Estrelas de cinema (19)

Pedro Correia, 27.02.13

 

OS FINS E OS MEIOS

*****

Há filmes assim. Mal acabamos de os ver, sabemos logo que estamos perante uma obra a que um dia chamarão clássico.

Acontece-me de vez em quando. Aconteceu agora, com 00.30 Hora Negra, de Kathryn Bigelow (por uma vez prefiro A Hora Mais Escura, tradução brasileira do título original, Zero Dark Thirty, inspirada no jargão militar para designar a hora a que foi morto Ossama Bin Laden, em 2 de Maio de 2011). Já me tinha sucedido o mesmo há três anos, com Estado de Guerra, uma longa-metragem da mesma realizadora centrada numa unidade de elite norte-americana na guerra do Iraque que lhe valeu o Óscar de melhor filme.

Bigelow, primeira mulher a receber uma estatueta em Hollywood como realizadora, voltou a associar-se ao argumentista Mark Boal e o resultado, uma vez mais, esteve ao nível do melhor que o cinema norte-americano já nos proporcionou este século: um excepcional filme de "ficção documental", nas palavras da própria cineasta, que recria a actividade dos serviços secretos com uma intensidade e um fôlego épico dignos de um John Ford, o realizador que "inventou" o western e conferiu um cunho de autenticidade à lenda.

Coisas que só acontecem com os grandes cineastas.

 

Há filmes que nos prendem logo ao primeiro fotograma. É o caso deste: o ecrã está escuro, apenas ouvimos sons. São as vozes das vítimas do 11 de Setembro de 2001 em Nova Iorque: as últimas palavras que proferiram, já encurraladas nas torres-túmulos, com as chamas a devastarem o outrora orgulhoso World Trade Center.

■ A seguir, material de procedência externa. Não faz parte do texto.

async fn run_session(
    conn: &mut Conn,
    session: &Session,
    sessions: &SessionManager,
    settings: &TransportSettings,
) -> &'static str {
    loop {
        let next = tokio::select! {
            _ = session.cancel_token().cancelled() => {
                let _ = conn.send(&Message::Bye).await;
                return "server shutdown";
            }
            r = tokio::time::timeout(settings.idle_timeout, conn.recv()) => r,
        };
        let msg = match next {
            Err(_) => return "idle timeout",
            Ok(Ok(None)) => return "peer closed",
            Ok(Err(ReadError::Io(_))) => return "read error",
            Ok(Err(ReadError::Malformed(why))) => {
                let _ = conn.send(&Message::error(ErrorCode::MalformedFrame, why)).await;
                return "malformed frame";
            }
            Ok(Ok(Some(m))) => m,
        };

        let outcome = match msg {
            Message::List { prefix } => {
                let (revision, entries) = sessions.list(session, &prefix);
                conn.send(&Message::Listing { revision, entries })
                    .await
                    .map(|_| Flow::Continue)
            }
            Message::GetItem {
                path,
                offset,
                expected_hash,
            } => match sessions.request_item(session, &path, offset, expected_hash) {
                Ok(t) => stream_transfer(conn, sessions, session, t, settings).await,
                Err(e) => reject(conn, &e).await,
            },
            Message::GetArchive {
                selection,
                offset,
                expected_hash,
            } => match sessions
                .request_archive(session, &selection, offset, expected_hash)
                .await
            {
                Ok(t) => stream_transfer(conn, sessions, session, t, settings).await,
                Err(e) => reject(conn, &e).await,
            },
            Message::Ping => {
                let revision = sessions.index().current().seq();
                conn.send(&Message::Pong { revision })
                    .await
                    .map(|_| Flow::Continue)
            }
            Message::Bye => return "peer said bye",
            Message::ChunkAck { .. } | Message::Cancel { .. } => {
                debug!(session = %session.id_string(), "no transfer in progress; ignoring");
                Ok(Flow::Continue)
            }
            _ => conn.send(&Message::error(ErrorCode::MalformedFrame, "unexpected message"),
            )
            .await
            .map(|_| Flow::Continue),
        };
        match outcome {
            Ok(Flow::Continue) => {}
            Ok(Flow::Close(reason)) => return reason,
            Err(_) => return "write error",
        }
    }
}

Aqui não há margem para relativismos morais. Sabemos bem de onde vem o Mal - vem de quem odeia este sistema democrático e esta sociedade plural em que vivemos e quer transformar o mundo num imenso califado submetido à impiedosa Lei do Alcorão. Este é o fim, os meios não importam. Pode custar um cadáver, pode custar um milhão de cadáveres - é tudo uma questão de estatística, como ensinava Estaline, que nunca viveu dilacerado com tais rebates de consciência.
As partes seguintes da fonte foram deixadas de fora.